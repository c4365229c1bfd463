//! Core library for Hungarian document field extraction.
//!
//! This crate provides:
//! - OCR text normalization and label scanning
//! - Date and machine-readable zone (MRZ) recognizers
//! - Rule sets for ID cards, driving licenses, address cards, passports,
//!   vehicle registration certificates and certificates of conformity
//! - Canonicalization into fixed personal and vehicle payloads

pub mod documents;
pub mod engine;
pub mod error;
pub mod models;
pub mod ocr;
pub mod postprocess;
pub mod rules;
pub mod schema;
pub mod text;

pub use engine::{DocumentExtractor, DocumentParser};
pub use error::{DocfieldError, Result};
pub use models::{
    DocType, DocfieldConfig, DocumentFields, ExtractionResult, PayloadCategory, PersonalData,
    ProcessResponse, UnifiedPayload, VehicleData,
};
pub use ocr::{OcrPage, OcrResponse};
pub use schema::{unify, unify_fields};
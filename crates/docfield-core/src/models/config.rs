//! Configuration structures for the extraction pipeline.

use std::path::Path;

use serde::{Deserialize, Serialize};

use crate::error::{DocfieldError, Result};

/// Main configuration for docfield.
#[derive(Debug, Clone, Serialize, Deserialize)]
#[serde(default)]
pub struct DocfieldConfig {
    /// Field extraction configuration.
    pub extraction: ExtractionConfig,

    /// Output formatting configuration.
    pub output: OutputConfig,

    /// OCR provider settings recorded alongside cached payloads.
    pub ocr: OcrConfig,
}

impl Default for DocfieldConfig {
    fn default() -> Self {
        Self {
            extraction: ExtractionConfig::default(),
            output: OutputConfig::default(),
            ocr: OcrConfig::default(),
        }
    }
}

/// Field extraction configuration.
#[derive(Debug, Clone, Serialize, Deserialize)]
#[serde(default)]
pub struct ExtractionConfig {
    /// Year used as the MRZ birth-date century pivot (current year if unset).
    pub mrz_reference_year: Option<i32>,

    /// Confidence reported when OCR produced any text.
    pub confidence_with_text: f32,

    /// Confidence reported for empty OCR text.
    pub confidence_without_text: f32,

    /// Results below this confidence carry a warning.
    pub confidence_threshold: f32,

    /// How often a registration document number must be printed to be trusted.
    pub registration_min_repeats: usize,
}

impl Default for ExtractionConfig {
    fn default() -> Self {
        Self {
            mrz_reference_year: None,
            confidence_with_text: 0.5,
            confidence_without_text: 0.0,
            confidence_threshold: 0.75,
            registration_min_repeats: 2,
        }
    }
}

/// Output formatting configuration.
#[derive(Debug, Clone, Serialize, Deserialize)]
#[serde(default)]
pub struct OutputConfig {
    /// Pretty-print JSON output.
    pub pretty: bool,

    /// Include extraction warnings in responses.
    pub include_warnings: bool,

    /// Decimal places kept for the confidence value.
    pub confidence_decimals: u32,
}

impl Default for OutputConfig {
    fn default() -> Self {
        Self {
            pretty: true,
            include_warnings: false,
            confidence_decimals: 4,
        }
    }
}

/// OCR provider settings.
#[derive(Debug, Clone, Serialize, Deserialize)]
#[serde(default)]
pub struct OcrConfig {
    /// Model name the cached payloads were produced with.
    pub model: String,

    /// Table rendering requested from the provider.
    pub table_format: String,
}

impl Default for OcrConfig {
    fn default() -> Self {
        Self {
            model: "mistral-ocr-latest".to_string(),
            table_format: "markdown".to_string(),
        }
    }
}

impl DocfieldConfig {
    /// Load configuration from a JSON file.
    pub fn from_file(path: &Path) -> Result<Self> {
        let content = std::fs::read_to_string(path)?;
        serde_json::from_str(&content)
            .map_err(|e| DocfieldError::Config(format!("{}: {}", path.display(), e)))
    }

    /// Save configuration to a JSON file.
    pub fn save(&self, path: &Path) -> Result<()> {
        let content = serde_json::to_string_pretty(self)
            .map_err(|e| DocfieldError::Config(e.to_string()))?;
        std::fs::write(path, content)?;
        Ok(())
    }
}

#[cfg(test)]
mod tests {
    use super::*;
    use pretty_assertions::assert_eq;

    #[test]
    fn test_defaults() {
        let config = DocfieldConfig::default();
        assert_eq!(config.extraction.confidence_threshold, 0.75);
        assert_eq!(config.extraction.registration_min_repeats, 2);
        assert_eq!(config.ocr.model, "mistral-ocr-latest");
    }

    #[test]
    fn test_partial_json_uses_defaults() {
        let config: DocfieldConfig =
            serde_json::from_str(r#"{"extraction": {"mrz_reference_year": 2024}}"#).unwrap();
        assert_eq!(config.extraction.mrz_reference_year, Some(2024));
        assert_eq!(config.extraction.confidence_with_text, 0.5);
        assert!(config.output.pretty);
    }

    #[test]
    fn test_save_and_load() {
        let dir = tempfile::tempdir().unwrap();
        let path = dir.path().join("config.json");

        let mut config = DocfieldConfig::default();
        config.output.include_warnings = true;
        config.save(&path).unwrap();

        let loaded = DocfieldConfig::from_file(&path).unwrap();
        assert!(loaded.output.include_warnings);
    }

    #[test]
    fn test_invalid_file() {
        let dir = tempfile::tempdir().unwrap();
        let path = dir.path().join("config.json");
        std::fs::write(&path, "{not json").unwrap();
        assert!(matches!(
            DocfieldConfig::from_file(&path),
            Err(DocfieldError::Config(_))
        ));
    }
}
--- --- ---
HOW TO COMPLETE THIS TASK ::
State how many lines in the entries hold "models", please, with no other words.

SOLUTION FOR THIS TASK ::
3